The terror, the horror, the tragedies, the martyrdom, the piercing screams of the dying, the agonized groans, the excitement of the surging mob, the hurrying back and forth of the police with their burdens of death and life that only lasted a moment, the pushing of physicians, the casting of dead about on the floors like cord wood, one on top of the other, to make room on the marble slabs of tables for the oncoming living, the cries of children, the sobbing of persons recognizing their loved one dead, or worse than dead—this unutterable horror can never be imagined, and was never known before in Chicago, not excepting the horrors of the great fire, or the martyrdom of war.

LIKE A FIELD OF BATTLE.

The scene presented was most horrible. It was like a battlefield where the dead are being brought to the church or the residence that has at a moment's notice been turned into a hospital. In they came, the dead and the injured, at first at the rate of one every three minutes; then faster, several at a time, until the restaurant was heaped with maimed bodies lying on the tables or the floor, with surgeons bending over them, and on the cashier's counter, with the girl there sobbing with her face hidden in her hands, afraid to look at the ghastly spectacle.
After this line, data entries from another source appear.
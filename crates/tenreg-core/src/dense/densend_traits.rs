//! # DenseND - Trait Implementations
//!
//! - `Index` by multi-index slice
//! - `Debug`

use super::types::DenseND;
use scirs2_core::ndarray_ext::IxDyn;
use scirs2_core::numeric::Num;
use std::fmt;

impl<T> std::ops::Index<&[usize]> for DenseND<T> {
    type Output = T;
    fn index(&self, index: &[usize]) -> &Self::Output {
        &self.data[IxDyn(index)]
    }
}

impl<T: fmt::Debug + Clone + Num> fmt::Debug for DenseND<T> {
    fn fmt(&self, f: &mut fmt::Formatter<'_>) -> fmt::Result {
        f.debug_struct("DenseND")
            .field("shape", &self.shape())
            .field("data", &self.data)
            .finish()
    }
}
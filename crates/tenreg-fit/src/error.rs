//! Error taxonomy for low-rank fitting
//!
//! Reaching the iteration cap is not an error; it is reported through
//! [`NonConvergenceWarning`](crate::NonConvergenceWarning) on an otherwise
//! successful result.

use tenreg_core::ShapeError;
use thiserror::Error;

/// Which step divided by a vanishing quantity
#[derive(Debug, Clone, Copy, PartialEq, Eq)]
pub enum DegeneratePhase {
    /// `v_r · v_r` in the `u_r` update
    UpdateU,
    /// `u_rᵀ G u_r` in the `v_r` update
    UpdateV,
    /// `‖u_r‖` or `‖v_r‖` in the rescaling step
    Normalize,
}

impl std::fmt::Display for DegeneratePhase {
    fn fmt(&self, f: &mut std::fmt::Formatter<'_>) -> std::fmt::Result {
        match self {
            DegeneratePhase::UpdateU => write!(f, "u-update"),
            DegeneratePhase::UpdateV => write!(f, "v-update"),
            DegeneratePhase::Normalize => write!(f, "normalization"),
        }
    }
}

#[derive(Error, Debug)]
pub enum FitError {
    /// Input and output batches disagree on the number of samples
    #[error("Sample count mismatch: X has {x_samples} samples, Y has {y_samples}")]
    ShapeMismatch { x_samples: usize, y_samples: usize },

    #[error("Shape error: {0}")]
    Shape(#[from] ShapeError),

    /// `XᵀX + λI` could not be inverted
    #[error("Regularized Gram matrix is singular: {0}")]
    SingularMatrix(String),

    /// A coordinate update or rescaling would divide by ~0
    #[error("Degenerate factor at rank {rank} during {phase}: divisor {value:e}")]
    DegenerateFactor {
        rank: usize,
        phase: DegeneratePhase,
        value: f64,
    },

    /// A weight tensor whose leading axes do not match the input sample shape
    #[error("Weight shape {weights:?} does not start with input sample shape {input:?}")]
    WeightShapeMismatch {
        input: Vec<usize>,
        weights: Vec<usize>,
    },

    #[error("Invalid rank: {0}")]
    InvalidRank(usize),

    #[error("Invalid configuration: {0}")]
    InvalidConfig(String),
}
There were scores of physicians, three to each table, and they worked with vigor and earnestness and skill, but with the tears coursing down the cheeks of many a one. At first the bodies were carried into Thompson's, then they went across the street; many of them were put in ambulances and taken to the emergency room for women in Marshall Field's store, and still many others of the injured—those yet able to walk—were half dragged, half carried to the offices of physicians in the Masonic temple.

WOMEN EAGER TO HELP.

Women fought and shoved and pushed their way through the crowd to get to the door of the improvised hospital, that became a morgue only too rapidly.

"I am a nurse. Let me help," said some.

"I am a mother. My boy may be dead inside. For God's sake, let me save a life," said another, a woman in middle age.

Others came in from the crowds, neither mothers nor nurses, women with the spirit of heroism who longed to serve humanity when humanity was at so low an ebb.

"She's dead," was more often than not the verdict after much work. "Next!" and the cold and stiffened form of the victim was dragged, head first, from the marble eating table, thrown quickly under the tables, and another form, perhaps that of a tiny child, took its place.